Aside from the asinine argument that all of the social ills of America visited upon DeKalb County can be attributed to Henson’s personal failings as a legislator – an argument she’s making about the Democratic Party’s leader in the Senate –  were claims that the murder rate in DeKalb County had been increasing.

“According to the ‘Georgia Fatality Report’ each year our Dekalb communities have been riddled with the increase in crime and murders and our seniors often left to fend for themselves.”

She misspelled “DeKalb.” It is also a lie. It’s a lie, citing a fake organization.

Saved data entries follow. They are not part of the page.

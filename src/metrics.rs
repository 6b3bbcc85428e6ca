//! Accuracy metrics of a CUR approximation.
//!
//! Each metric is behind its own flag. A disabled metric is not computed at
//! all, and the reconstructions $CUR$ and $CUR_k$ are only formed when an
//! enabled metric needs them.

use crate::pivoted_qr::PivotedQR;
use crate::reconstruction::CurApproximation;
use crate::svd::SvdBackend;
use crate::types::{Result, RustyCurError};
use ndarray::ArrayView2;
use ndarray_linalg::OperationNorm;
use serde::{Deserialize, Serialize};

/// Selection of the metrics computed in every trial.
#[derive(Clone, Copy, Debug, Default, PartialEq, Eq, Serialize, Deserialize)]
#[serde(default)]
pub struct MetricFlags {
    /// Smallest retained singular value of the core matrix.
    pub sigma_k: bool,
    /// Frobenius norm of $A - CUR$.
    pub froerr: bool,
    /// Frobenius norm of $A - CUR_k$.
    pub froerr_k: bool,
    /// Spectral norm of $A - CUR$.
    pub specerr: bool,
    /// Spectral norm of $A - CUR_k$.
    pub specerr_k: bool,
}

impl MetricFlags {
    pub fn all() -> Self {
        Self {
            sigma_k: true,
            froerr: true,
            froerr_k: true,
            specerr: true,
            specerr_k: true,
        }
    }

    pub fn none() -> Self {
        Self::default()
    }

    /// True if the full reconstruction $CUR$ is needed.
    pub fn needs_full(&self) -> bool {
        self.froerr || self.specerr
    }

    /// True if the rank k reconstruction $CUR_k$ is needed.
    pub fn needs_truncated(&self) -> bool {
        self.froerr_k || self.specerr_k
    }

    /// True if the SVD of the core matrix is needed.
    pub fn needs_core_svd(&self) -> bool {
        self.sigma_k || self.needs_truncated()
    }
}

/// Metric values of one trial. Disabled metrics are `None`.
#[derive(Clone, Copy, Debug, Default, PartialEq, Serialize)]
pub struct TrialMetrics<R> {
    pub sigma_k: Option<R>,
    pub froerr: Option<R>,
    pub froerr_k: Option<R>,
    pub specerr: Option<R>,
    pub specerr_k: Option<R>,
}

/// Evaluate the metrics selected by `flags` for the approximation `approx` of `mat`.
///
/// The core SVD of `approx` must have been computed if `flags` needs it,
/// otherwise [`RustyCurError::MissingMetric`] names the first metric that
/// cannot be evaluated.
pub fn evaluate<A, B>(
    mat: ArrayView2<A>,
    approx: &CurApproximation<A>,
    flags: &MetricFlags,
    backend: &B,
) -> Result<TrialMetrics<A::Real>>
where
    A: PivotedQR,
    B: SvdBackend<A>,
{
    let mut metrics = TrialMetrics {
        sigma_k: None,
        froerr: None,
        froerr_k: None,
        specerr: None,
        specerr_k: None,
    };

    if flags.needs_core_svd() && approx.core_svd.is_none() {
        let metric = if flags.sigma_k {
            "sigma_k"
        } else if flags.froerr_k {
            "froerr_k"
        } else {
            "specerr_k"
        };
        return Err(RustyCurError::MissingMetric { metric });
    }

    if flags.sigma_k {
        metrics.sigma_k = approx.sigma_k();
    }

    if flags.needs_full() {
        let residual = &mat - &approx.to_mat();

        if flags.froerr {
            metrics.froerr = Some(residual.opnorm_fro()?);
        }
        if flags.specerr {
            metrics.specerr = Some(backend.spectral_norm(residual.view())?);
        }
    }

    if flags.needs_truncated() {
        if let Some(truncated) = approx.to_mat_truncated() {
            let residual = &mat - &truncated;

            if flags.froerr_k {
                metrics.froerr_k = Some(residual.opnorm_fro()?);
            }
            if flags.specerr_k {
                metrics.specerr_k = Some(backend.spectral_norm(residual.view())?);
            }
        }
    }

    Ok(metrics)
}

#[cfg(test)]
mod tests {

    use super::*;
    use crate::random_matrix::RandomMatrix;
    use crate::sampling::sample_indices;
    use crate::svd::{LapackSvd, SVD};
    use ndarray::{Array1, Axis};
    use std::cell::Cell;

    /// Counts the decompositions and spectral norms forwarded to Lapack.
    #[derive(Default)]
    struct CountingSvd {
        decompositions: Cell<usize>,
        norms: Cell<usize>,
    }

    impl SvdBackend<f64> for CountingSvd {
        fn thin_svd(&self, mat: ArrayView2<f64>) -> Result<SVD<f64>> {
            self.decompositions.set(self.decompositions.get() + 1);
            LapackSvd.thin_svd(mat)
        }

        fn singular_values(&self, mat: ArrayView2<f64>) -> Result<Array1<f64>> {
            self.decompositions.set(self.decompositions.get() + 1);
            LapackSvd.singular_values(mat)
        }

        fn spectral_norm(&self, mat: ArrayView2<f64>) -> Result<f64> {
            self.norms.set(self.norms.get() + 1);
            LapackSvd.spectral_norm(mat)
        }
    }

    fn approximation(
        mat: ArrayView2<f64>,
        ncols: usize,
        nrows: usize,
        rank: usize,
    ) -> CurApproximation<f64> {
        let mut rng = rand::thread_rng();
        let c = mat.select(Axis(1), &sample_indices(mat.ncols(), ncols, &mut rng).unwrap());
        let r = mat.select(Axis(0), &sample_indices(mat.nrows(), nrows, &mut rng).unwrap());

        CurApproximation::compute(mat, c.view(), r.view(), rank, true, &LapackSvd).unwrap()
    }

    #[test]
    fn test_flag_requirements() {
        let flags = MetricFlags::none();
        assert!(!flags.needs_full() && !flags.needs_truncated() && !flags.needs_core_svd());

        let flags = MetricFlags {
            sigma_k: true,
            ..MetricFlags::none()
        };
        assert!(flags.needs_core_svd() && !flags.needs_truncated());

        let flags = MetricFlags {
            specerr_k: true,
            ..MetricFlags::none()
        };
        assert!(flags.needs_core_svd() && flags.needs_truncated() && !flags.needs_full());
    }

    #[test]
    fn test_disabled_metrics_are_absent_and_not_computed() {
        let mut rng = rand::thread_rng();
        let mat = f64::random_gaussian((20, 15), &mut rng);
        let approx = approximation(mat.view(), 6, 6, 3);

        let backend = CountingSvd::default();
        let metrics = evaluate(mat.view(), &approx, &MetricFlags::none(), &backend).unwrap();

        assert_eq!(metrics, TrialMetrics::default());
        assert_eq!(backend.decompositions.get(), 0);
        assert_eq!(backend.norms.get(), 0);

        let flags = MetricFlags {
            froerr: true,
            specerr_k: true,
            ..MetricFlags::none()
        };
        let metrics = evaluate(mat.view(), &approx, &flags, &backend).unwrap();

        assert!(metrics.froerr.is_some() && metrics.specerr_k.is_some());
        assert!(metrics.sigma_k.is_none() && metrics.froerr_k.is_none() && metrics.specerr.is_none());
        assert_eq!(backend.decompositions.get(), 0);
        assert_eq!(backend.norms.get(), 1);
    }

    #[test]
    fn test_metrics_without_core_svd_are_rejected() {
        let mut rng = rand::thread_rng();
        let mat = f64::random_gaussian((12, 10), &mut rng);
        let c = mat.select(Axis(1), &[0, 3, 5, 7]);
        let r = mat.select(Axis(0), &[1, 2, 8, 11]);
        let approx = CurApproximation::compute(mat.view(), c.view(), r.view(), 2, false, &LapackSvd).unwrap();

        let result = evaluate(mat.view(), &approx, &MetricFlags::all(), &LapackSvd);
        assert!(matches!(
            result,
            Err(RustyCurError::MissingMetric { metric: "sigma_k" })
        ));

        let flags = MetricFlags {
            specerr_k: true,
            ..MetricFlags::none()
        };
        let result = evaluate(mat.view(), &approx, &flags, &LapackSvd);
        assert!(matches!(
            result,
            Err(RustyCurError::MissingMetric { metric: "specerr_k" })
        ));

        // Metrics of the full reconstruction need no core SVD.
        let flags = MetricFlags {
            froerr: true,
            specerr: true,
            ..MetricFlags::none()
        };
        let metrics = evaluate(mat.view(), &approx, &flags, &LapackSvd).unwrap();
        assert!(metrics.froerr.is_some() && metrics.specerr.is_some());
    }

    #[test]
    fn test_truncation_does_not_decrease_frobenius_error() {
        let mut rng = rand::thread_rng();
        let mat = f64::random_approximate_low_rank_matrix((40, 30), 1.0, 1E-6, &mut rng).unwrap();

        for &rank in &[1, 4, 8, 12] {
            let approx = approximation(mat.view(), 12, 12, rank);
            let metrics = evaluate(mat.view(), &approx, &MetricFlags::all(), &LapackSvd).unwrap();

            let froerr = metrics.froerr.unwrap();
            let froerr_k = metrics.froerr_k.unwrap();
            assert!(froerr_k >= froerr - 1E-12);
        }
    }

    #[test]
    fn test_rank_k_spectral_error_respects_best_approximation_bound() {
        let mut rng = rand::thread_rng();
        let mat = f64::random_approximate_low_rank_matrix((40, 30), 1.0, 1E-6, &mut rng).unwrap();
        let sigma = LapackSvd.singular_values(mat.view()).unwrap();

        let rank = 5;
        let approx = approximation(mat.view(), 10, 10, rank);
        let metrics = evaluate(mat.view(), &approx, &MetricFlags::all(), &LapackSvd).unwrap();

        // No rank k matrix is closer to A than the truncated SVD.
        assert!(metrics.specerr_k.unwrap() >= sigma[rank] * (1.0 - 1E-8));
        assert!(metrics.froerr_k.unwrap() >= metrics.specerr_k.unwrap() * (1.0 - 1E-8));
        assert_eq!(metrics.sigma_k, approx.sigma_k());
    }

    #[test]
    fn test_full_sample_has_zero_error() {
        let mut rng = rand::thread_rng();
        let mat = f64::random_gaussian((12, 10), &mut rng);
        let approx = approximation(mat.view(), 10, 12, 10);

        let metrics = evaluate(mat.view(), &approx, &MetricFlags::all(), &LapackSvd).unwrap();

        assert!(metrics.froerr.unwrap() < 1E-12);
        assert!(metrics.specerr.unwrap() < 1E-12);
        assert!(metrics.froerr_k.unwrap() < 1E-12);
    }
}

Crime rates in DeKalb are near 30-year lows. Violent crime was down 8 percent in 2017 from the previous year and property crime is down 5 percent.  Crime, generally, has been falling for almost two decades now, falling fastest in the black community. I suppose one could argue that the raw figure for murder has gone up and down a bit over the years, but at a certain point statistical variance makes it hard to raise alarms in any one year when the long-term trend is plainly down.

None of that nuance matters to the media, of course, which makes money by scaring the hell out of middle class consumers. The evening news will gravitate toward whatever crime it can find, regardless of whether or not that accurately reflects the community. That creates perceptions of African American criminality, which makes it harder for black people to buy homes, win contracts, find jobs and avoid other kinds of public bias – the real problem facing black America.

And yet, we have a black political leader perpetuating harmful black racial stereotypes. It’s infuriating

Things are actually improving, though I have sincere concerns about DeKalb’s sewer problems and police retention issues. And, yes, there are long-standing elected officials who are coasting on the power of incumbency without contributing to the argument. (Looking at you, Coach Williams.) But DeKalb’s politics require vigilance, because there’s an operator around every corner.